- What is needed
Take every line of the material below that includes the string "NotReady" and copy it out.

- Extracted records
▽

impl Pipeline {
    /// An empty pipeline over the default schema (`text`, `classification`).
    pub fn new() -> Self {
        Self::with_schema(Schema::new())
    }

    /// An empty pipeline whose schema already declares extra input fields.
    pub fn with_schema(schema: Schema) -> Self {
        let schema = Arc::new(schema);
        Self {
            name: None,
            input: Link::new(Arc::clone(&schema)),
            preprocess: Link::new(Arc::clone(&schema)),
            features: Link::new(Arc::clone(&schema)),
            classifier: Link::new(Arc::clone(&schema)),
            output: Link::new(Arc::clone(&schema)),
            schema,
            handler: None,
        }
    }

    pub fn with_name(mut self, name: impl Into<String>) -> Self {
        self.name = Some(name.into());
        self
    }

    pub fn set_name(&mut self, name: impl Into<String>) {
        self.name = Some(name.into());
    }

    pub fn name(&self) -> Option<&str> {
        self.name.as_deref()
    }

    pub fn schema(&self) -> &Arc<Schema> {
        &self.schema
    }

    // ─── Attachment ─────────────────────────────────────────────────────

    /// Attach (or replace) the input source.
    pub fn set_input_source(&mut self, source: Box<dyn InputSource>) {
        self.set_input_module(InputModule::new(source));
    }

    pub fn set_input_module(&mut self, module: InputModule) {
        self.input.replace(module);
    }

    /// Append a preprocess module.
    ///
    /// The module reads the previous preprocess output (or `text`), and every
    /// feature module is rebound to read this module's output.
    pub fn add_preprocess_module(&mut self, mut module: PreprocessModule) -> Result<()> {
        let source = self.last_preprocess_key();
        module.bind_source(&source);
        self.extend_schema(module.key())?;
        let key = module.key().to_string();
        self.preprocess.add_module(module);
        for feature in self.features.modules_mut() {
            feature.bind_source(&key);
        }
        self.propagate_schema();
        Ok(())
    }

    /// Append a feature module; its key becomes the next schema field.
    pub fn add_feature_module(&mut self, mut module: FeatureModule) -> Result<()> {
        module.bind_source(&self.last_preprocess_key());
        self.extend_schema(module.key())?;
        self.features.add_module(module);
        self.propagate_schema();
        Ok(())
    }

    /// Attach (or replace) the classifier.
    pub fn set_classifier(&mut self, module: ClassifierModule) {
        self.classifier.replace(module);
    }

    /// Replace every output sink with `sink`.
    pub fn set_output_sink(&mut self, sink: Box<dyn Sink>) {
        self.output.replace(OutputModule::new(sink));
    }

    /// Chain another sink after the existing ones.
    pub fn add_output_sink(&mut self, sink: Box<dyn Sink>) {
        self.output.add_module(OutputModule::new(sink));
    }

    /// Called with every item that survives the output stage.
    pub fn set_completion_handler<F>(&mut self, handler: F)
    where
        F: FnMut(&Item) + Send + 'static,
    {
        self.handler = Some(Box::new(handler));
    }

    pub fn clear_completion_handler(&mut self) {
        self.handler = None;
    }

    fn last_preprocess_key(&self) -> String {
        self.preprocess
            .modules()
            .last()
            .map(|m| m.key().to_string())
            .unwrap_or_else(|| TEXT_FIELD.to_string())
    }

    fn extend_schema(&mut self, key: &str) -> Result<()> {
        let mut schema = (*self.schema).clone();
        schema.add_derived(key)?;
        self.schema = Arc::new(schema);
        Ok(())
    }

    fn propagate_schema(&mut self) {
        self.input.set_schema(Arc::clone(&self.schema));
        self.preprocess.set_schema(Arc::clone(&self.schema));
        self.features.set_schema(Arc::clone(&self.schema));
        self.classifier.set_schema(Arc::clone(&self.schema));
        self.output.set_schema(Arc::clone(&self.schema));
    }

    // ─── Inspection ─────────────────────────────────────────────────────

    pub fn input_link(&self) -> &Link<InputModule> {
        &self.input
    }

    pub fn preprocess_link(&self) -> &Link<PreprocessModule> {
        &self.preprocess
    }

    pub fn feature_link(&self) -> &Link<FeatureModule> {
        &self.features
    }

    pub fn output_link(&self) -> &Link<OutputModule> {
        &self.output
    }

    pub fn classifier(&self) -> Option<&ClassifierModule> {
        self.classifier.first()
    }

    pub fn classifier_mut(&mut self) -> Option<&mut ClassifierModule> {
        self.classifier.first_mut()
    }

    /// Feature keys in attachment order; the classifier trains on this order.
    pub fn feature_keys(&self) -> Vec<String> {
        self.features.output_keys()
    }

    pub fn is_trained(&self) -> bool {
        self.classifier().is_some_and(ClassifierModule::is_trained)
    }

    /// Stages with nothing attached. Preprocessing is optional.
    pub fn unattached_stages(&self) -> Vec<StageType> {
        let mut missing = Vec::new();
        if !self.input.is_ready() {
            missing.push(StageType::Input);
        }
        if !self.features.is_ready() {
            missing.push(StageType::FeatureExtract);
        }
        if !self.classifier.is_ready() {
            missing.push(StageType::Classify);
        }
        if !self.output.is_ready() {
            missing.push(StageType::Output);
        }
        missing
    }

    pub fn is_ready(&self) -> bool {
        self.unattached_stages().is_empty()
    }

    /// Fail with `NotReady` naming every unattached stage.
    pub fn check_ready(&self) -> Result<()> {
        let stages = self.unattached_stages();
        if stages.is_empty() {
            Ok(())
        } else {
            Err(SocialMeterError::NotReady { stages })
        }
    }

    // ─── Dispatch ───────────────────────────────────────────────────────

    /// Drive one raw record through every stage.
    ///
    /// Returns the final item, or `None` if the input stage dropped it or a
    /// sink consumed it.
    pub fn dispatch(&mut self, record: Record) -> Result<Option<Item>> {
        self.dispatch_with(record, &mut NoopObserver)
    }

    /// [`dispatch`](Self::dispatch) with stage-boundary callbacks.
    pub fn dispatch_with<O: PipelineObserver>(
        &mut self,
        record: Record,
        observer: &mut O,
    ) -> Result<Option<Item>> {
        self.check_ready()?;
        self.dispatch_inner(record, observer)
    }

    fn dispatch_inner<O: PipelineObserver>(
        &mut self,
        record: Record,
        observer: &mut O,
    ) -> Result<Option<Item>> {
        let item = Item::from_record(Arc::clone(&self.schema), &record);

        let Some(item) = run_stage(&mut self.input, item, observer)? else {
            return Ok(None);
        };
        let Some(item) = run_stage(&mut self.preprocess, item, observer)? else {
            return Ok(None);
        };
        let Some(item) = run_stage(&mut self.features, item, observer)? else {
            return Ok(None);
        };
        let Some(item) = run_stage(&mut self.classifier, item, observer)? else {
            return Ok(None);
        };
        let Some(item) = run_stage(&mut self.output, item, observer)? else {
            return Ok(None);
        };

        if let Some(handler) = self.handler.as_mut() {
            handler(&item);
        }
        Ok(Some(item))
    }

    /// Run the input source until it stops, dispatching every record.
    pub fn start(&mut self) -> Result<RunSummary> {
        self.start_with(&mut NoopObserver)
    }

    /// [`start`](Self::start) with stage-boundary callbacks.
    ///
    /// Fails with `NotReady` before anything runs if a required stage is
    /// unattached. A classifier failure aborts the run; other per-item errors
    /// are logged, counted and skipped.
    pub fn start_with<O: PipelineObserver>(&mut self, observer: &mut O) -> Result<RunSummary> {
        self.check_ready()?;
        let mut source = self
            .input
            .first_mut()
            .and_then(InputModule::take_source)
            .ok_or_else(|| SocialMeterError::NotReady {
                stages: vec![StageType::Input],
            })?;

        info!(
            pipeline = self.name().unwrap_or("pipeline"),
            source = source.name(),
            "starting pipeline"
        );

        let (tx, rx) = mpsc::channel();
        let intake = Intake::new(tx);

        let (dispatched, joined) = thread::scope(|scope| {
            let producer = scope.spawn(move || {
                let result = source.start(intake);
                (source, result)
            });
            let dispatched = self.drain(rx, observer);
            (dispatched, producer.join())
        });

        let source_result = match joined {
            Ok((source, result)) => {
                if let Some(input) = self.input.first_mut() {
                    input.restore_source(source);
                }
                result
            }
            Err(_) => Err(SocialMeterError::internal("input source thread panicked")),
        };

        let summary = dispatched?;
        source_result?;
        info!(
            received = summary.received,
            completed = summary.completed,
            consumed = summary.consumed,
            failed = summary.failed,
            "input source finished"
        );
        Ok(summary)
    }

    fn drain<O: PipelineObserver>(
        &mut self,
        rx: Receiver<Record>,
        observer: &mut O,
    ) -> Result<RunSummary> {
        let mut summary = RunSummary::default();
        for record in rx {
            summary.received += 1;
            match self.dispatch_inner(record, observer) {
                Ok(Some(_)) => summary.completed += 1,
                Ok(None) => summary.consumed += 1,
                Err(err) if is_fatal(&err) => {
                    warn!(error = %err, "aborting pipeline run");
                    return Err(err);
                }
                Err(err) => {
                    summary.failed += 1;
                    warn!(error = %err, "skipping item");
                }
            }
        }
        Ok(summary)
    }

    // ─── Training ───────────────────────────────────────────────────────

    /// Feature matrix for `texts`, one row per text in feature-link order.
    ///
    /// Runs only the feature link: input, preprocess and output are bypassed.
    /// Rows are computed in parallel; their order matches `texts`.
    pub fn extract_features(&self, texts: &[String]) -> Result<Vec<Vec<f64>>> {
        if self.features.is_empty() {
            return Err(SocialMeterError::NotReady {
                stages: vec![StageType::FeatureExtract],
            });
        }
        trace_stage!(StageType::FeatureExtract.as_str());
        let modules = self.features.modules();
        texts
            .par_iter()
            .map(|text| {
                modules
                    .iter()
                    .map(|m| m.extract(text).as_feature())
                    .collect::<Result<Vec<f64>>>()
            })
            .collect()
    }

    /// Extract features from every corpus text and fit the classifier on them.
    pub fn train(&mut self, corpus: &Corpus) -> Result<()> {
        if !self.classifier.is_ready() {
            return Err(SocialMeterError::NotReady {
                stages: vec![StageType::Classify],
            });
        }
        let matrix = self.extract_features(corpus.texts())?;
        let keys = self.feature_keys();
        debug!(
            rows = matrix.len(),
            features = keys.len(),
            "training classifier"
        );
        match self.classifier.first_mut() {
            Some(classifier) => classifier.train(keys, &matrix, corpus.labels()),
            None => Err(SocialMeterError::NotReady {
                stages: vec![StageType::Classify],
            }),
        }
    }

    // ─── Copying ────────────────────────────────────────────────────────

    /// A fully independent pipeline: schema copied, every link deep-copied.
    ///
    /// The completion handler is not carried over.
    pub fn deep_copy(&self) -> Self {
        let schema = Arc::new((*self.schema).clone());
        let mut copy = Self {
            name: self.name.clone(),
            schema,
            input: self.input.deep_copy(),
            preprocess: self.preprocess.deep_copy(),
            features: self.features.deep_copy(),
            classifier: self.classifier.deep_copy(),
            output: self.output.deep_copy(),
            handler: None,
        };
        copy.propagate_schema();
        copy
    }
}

△

- Your response
    /// Fail with `NotReady` naming every unattached stage.
            Err(SocialMeterError::NotReady { stages })
    /// Fails with `NotReady` before anything runs if a required stage is
            .ok_or_else(|| SocialMeterError::NotReady {
            return Err(SocialMeterError::NotReady {
            return Err(SocialMeterError::NotReady {
            None => Err(SocialMeterError::NotReady {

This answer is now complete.